THE PROBLEM: Keeping every line intact, repeat the data word for word.

SUPPLIED MATERIAL:
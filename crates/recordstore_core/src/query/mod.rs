//! Backend-neutral query vocabulary: filter conditions, sort order and
//! pagination, plus their parsing from request parameters.
//!
//! # Invariants
//! - Parsers consult `Fields` as the type oracle and never return partial
//!   results alongside an error.

pub mod condition;
pub mod pagination;
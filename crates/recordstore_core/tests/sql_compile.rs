use recordstore_core::compile::sql;
use recordstore_core::{
    CompileRequest, Condition, ConditionOperator, Fields, Operation, OrderBy, Pagination,
    QueryCompiler, Scalar, ScalarType, SqlCompiler, SqlQuery, Values,
};

fn product_fields() -> Fields {
    let mut fields = Fields::new();
    fields
        .set("id", ScalarType::String)
        .set("name", ScalarType::String)
        .set("price", ScalarType::Float64);
    fields
}

#[test]
fn create_binds_values_in_insertion_order() {
    let mut values = Values::new();
    values.set("name", "Apple").set("price", 3.5);

    let query = sql::create("products", &values);
    assert_eq!(
        query.sql,
        "INSERT INTO `products` (`name`,`price`) VALUES (?,?)"
    );
    assert_eq!(query.args, vec![Scalar::from("Apple"), Scalar::Float64(3.5)]);
}

#[test]
fn get_selects_fields_by_id() {
    let query = sql::get("products", &product_fields(), "p-1");
    assert_eq!(
        query.sql,
        "SELECT `id`,`name`,`price` FROM `products` WHERE `id` = ?"
    );
    assert_eq!(query.args, vec![Scalar::from("p-1")]);
}

#[test]
fn list_offset_only_appears_with_limit() {
    let fields = product_fields();

    let query = sql::list("products", &fields, &Pagination::new(5, 10), &[]);
    assert_eq!(
        query.sql,
        "SELECT `id`,`name`,`price` FROM `products` LIMIT 5,10"
    );

    let query = sql::list("products", &fields, &Pagination::new(0, 10), &[]);
    assert!(query.sql.ends_with(" LIMIT 10"));
    assert!(!query.sql.contains("0,"));
    assert!(query.args.is_empty());
}

#[test]
fn list_combines_where_order_and_limit() {
    let pagination = Pagination::new(0, 20).with_order(vec![OrderBy::desc("price")]);
    let conditions = [
        Condition::new("price", ConditionOperator::GreaterOrEqual, 2.0),
        Condition::new("name", ConditionOperator::Like, "App%"),
    ];

    let query = sql::list("products", &product_fields(), &pagination, &conditions);
    assert_eq!(
        query.sql,
        "SELECT `id`,`name`,`price` FROM `products` WHERE `price` >= ? AND `name` LIKE ? ORDER BY `price` DESC LIMIT 20"
    );
    assert_eq!(query.args, vec![Scalar::Float64(2.0), Scalar::from("App%")]);
}

#[test]
fn update_binds_id_last() {
    let mut values = Values::new();
    values.set("name", "Pear").set("price", 1.25);

    let query = sql::update("products", "p-1", &values);
    assert_eq!(
        query.sql,
        "UPDATE `products` SET `name` = ?, `price` = ? WHERE `id` = ?"
    );
    assert_eq!(
        query.args,
        vec![Scalar::from("Pear"), Scalar::Float64(1.25), Scalar::from("p-1")]
    );
}

#[test]
fn by_condition_writes_bind_set_before_where() {
    let mut values = Values::new();
    values.set("price", 0.0);
    let conditions = [Condition::new("price", ConditionOperator::LessThan, 1.0)];

    let query = sql::update_where("products", &values, &conditions);
    assert_eq!(query.sql, "UPDATE `products` SET `price` = ? WHERE `price` < ?");
    assert_eq!(query.args, vec![Scalar::Float64(0.0), Scalar::Float64(1.0)]);

    let query = sql::delete_where("products", &conditions);
    assert_eq!(query.sql, "DELETE FROM `products` WHERE `price` < ?");

    let query = sql::delete("products", "p-1");
    assert_eq!(query.sql, "DELETE FROM `products` WHERE `id` = ?");
}

#[test]
fn empty_inputs_yield_empty_query() {
    let mut values = Values::new();
    values.set("name", "Apple");

    for query in [
        sql::get("", &product_fields(), "id1"),
        sql::delete("entity", ""),
        sql::create("", &values),
        sql::create("products", &Values::new()),
        sql::update("products", "", &values),
        sql::list("products", &Fields::new(), &Pagination::default(), &[]),
    ] {
        assert!(query.is_empty());
        assert_eq!(query, SqlQuery::default());
        assert!(query.args.is_empty());
    }
}

#[test]
fn compiler_trait_matches_free_functions() {
    let fields = product_fields();
    let mut values = Values::new();
    values.set("name", "Apple");
    let pagination = Pagination::new(0, 1);

    let compiler = SqlCompiler;
    let request = CompileRequest::new("products")
        .id("p-1")
        .fields(&fields)
        .values(&values)
        .pagination(&pagination);

    assert_eq!(
        compiler.compile(Operation::Get, &request),
        sql::get("products", &fields, "p-1")
    );
    assert_eq!(
        compiler.compile(Operation::List, &request),
        sql::list("products", &fields, &pagination, &[])
    );
    assert_eq!(
        compiler.compile(Operation::Update, &request),
        sql::update("products", "p-1", &values)
    );

    let missing_values = CompileRequest::new("products");
    assert!(compiler.compile(Operation::Create, &missing_values).is_empty());
}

RESPONSE TO THIS EXERCISE:
filename crates/recordstore_core/src/query/mod.rs
//! Backend-neutral query vocabulary: filter conditions, sort order and
//! pagination, plus their parsing from request parameters.
//!
//! # Invariants
//! - Parsers consult `Fields` as the type oracle and never return partial
//!   results alongside an error.

pub mod condition;
pub mod pagination;
filename crates/recordstore_core/tests/sql_compile.rs
use recordstore_core::compile::sql;
use recordstore_core::{
    CompileRequest, Condition, ConditionOperator, Fields, Operation, OrderBy, Pagination,
    QueryCompiler, Scalar, ScalarType, SqlCompiler, SqlQuery, Values,
};

fn product_fields() -> Fields {
    let mut fields = Fields::new();
    fields
        .set("id", ScalarType::String)
        .set("name", ScalarType::String)
        .set("price", ScalarType::Float64);
    fields
}

#[test]
fn create_binds_values_in_insertion_order() {
    let mut values = Values::new();
    values.set("name", "Apple").set("price", 3.5);

    let query = sql::create("products", &values);
    assert_eq!(
        query.sql,
        "INSERT INTO `products` (`name`,`price`) VALUES (?,?)"
    );
    assert_eq!(query.args, vec![Scalar::from("Apple"), Scalar::Float64(3.5)]);
}

#[test]
fn get_selects_fields_by_id() {
    let query = sql::get("products", &product_fields(), "p-1");
    assert_eq!(
        query.sql,
        "SELECT `id`,`name`,`price` FROM `products` WHERE `id` = ?"
    );
    assert_eq!(query.args, vec![Scalar::from("p-1")]);
}

#[test]
fn list_offset_only_appears_with_limit() {
    let fields = product_fields();

    let query = sql::list("products", &fields, &Pagination::new(5, 10), &[]);
    assert_eq!(
        query.sql,
        "SELECT `id`,`name`,`price` FROM `products` LIMIT 5,10"
    );

    let query = sql::list("products", &fields, &Pagination::new(0, 10), &[]);
    assert!(query.sql.ends_with(" LIMIT 10"));
    assert!(!query.sql.contains("0,"));
    assert!(query.args.is_empty());
}

#[test]
fn list_combines_where_order_and_limit() {
    let pagination = Pagination::new(0, 20).with_order(vec![OrderBy::desc("price")]);
    let conditions = [
        Condition::new("price", ConditionOperator::GreaterOrEqual, 2.0),
        Condition::new("name", ConditionOperator::Like, "App%"),
    ];

    let query = sql::list("products", &product_fields(), &pagination, &conditions);
    assert_eq!(
        query.sql,
        "SELECT `id`,`name`,`price` FROM `products` WHERE `price` >= ? AND `name` LIKE ? ORDER BY `price` DESC LIMIT 20"
    );
    assert_eq!(query.args, vec![Scalar::Float64(2.0), Scalar::from("App%")]);
}

#[test]
fn update_binds_id_last() {
    let mut values = Values::new();
    values.set("name", "Pear").set("price", 1.25);

    let query = sql::update("products", "p-1", &values);
    assert_eq!(
        query.sql,
        "UPDATE `products` SET `name` = ?, `price` = ? WHERE `id` = ?"
    );
    assert_eq!(
        query.args,
        vec![Scalar::from("Pear"), Scalar::Float64(1.25), Scalar::from("p-1")]
    );
}

#[test]
fn by_condition_writes_bind_set_before_where() {
    let mut values = Values::new();
    values.set("price", 0.0);
    let conditions = [Condition::new("price", ConditionOperator::LessThan, 1.0)];

    let query = sql::update_where("products", &values, &conditions);
    assert_eq!(query.sql, "UPDATE `products` SET `price` = ? WHERE `price` < ?");
    assert_eq!(query.args, vec![Scalar::Float64(0.0), Scalar::Float64(1.0)]);

    let query = sql::delete_where("products", &conditions);
    assert_eq!(query.sql, "DELETE FROM `products` WHERE `price` < ?");

    let query = sql::delete("products", "p-1");
    assert_eq!(query.sql, "DELETE FROM `products` WHERE `id` = ?");
}

#[test]
fn empty_inputs_yield_empty_query() {
    let mut values = Values::new();
    values.set("name", "Apple");

    for query in [
        sql::get("", &product_fields(), "id1"),
        sql::delete("entity", ""),
        sql::create("", &values),
        sql::create("products", &Values::new()),
        sql::update("products", "", &values),
        sql::list("products", &Fields::new(), &Pagination::default(), &[]),
    ] {
        assert!(query.is_empty());
        assert_eq!(query, SqlQuery::default());
        assert!(query.args.is_empty());
    }
}

#[test]
fn compiler_trait_matches_free_functions() {
    let fields = product_fields();
    let mut values = Values::new();
    values.set("name", "Apple");
    let pagination = Pagination::new(0, 1);

    let compiler = SqlCompiler;
    let request = CompileRequest::new("products")
        .id("p-1")
        .fields(&fields)
        .values(&values)
        .pagination(&pagination);

    assert_eq!(
        compiler.compile(Operation::Get, &request),
        sql::get("products", &fields, "p-1")
    );
    assert_eq!(
        compiler.compile(Operation::List, &request),
        sql::list("products", &fields, &pagination, &[])
    );
    assert_eq!(
        compiler.compile(Operation::Update, &request),
        sql::update("products", "p-1", &values)
    );

    let missing_values = CompileRequest::new("products");
    assert!(compiler.compile(Operation::Create, &missing_values).is_empty());
}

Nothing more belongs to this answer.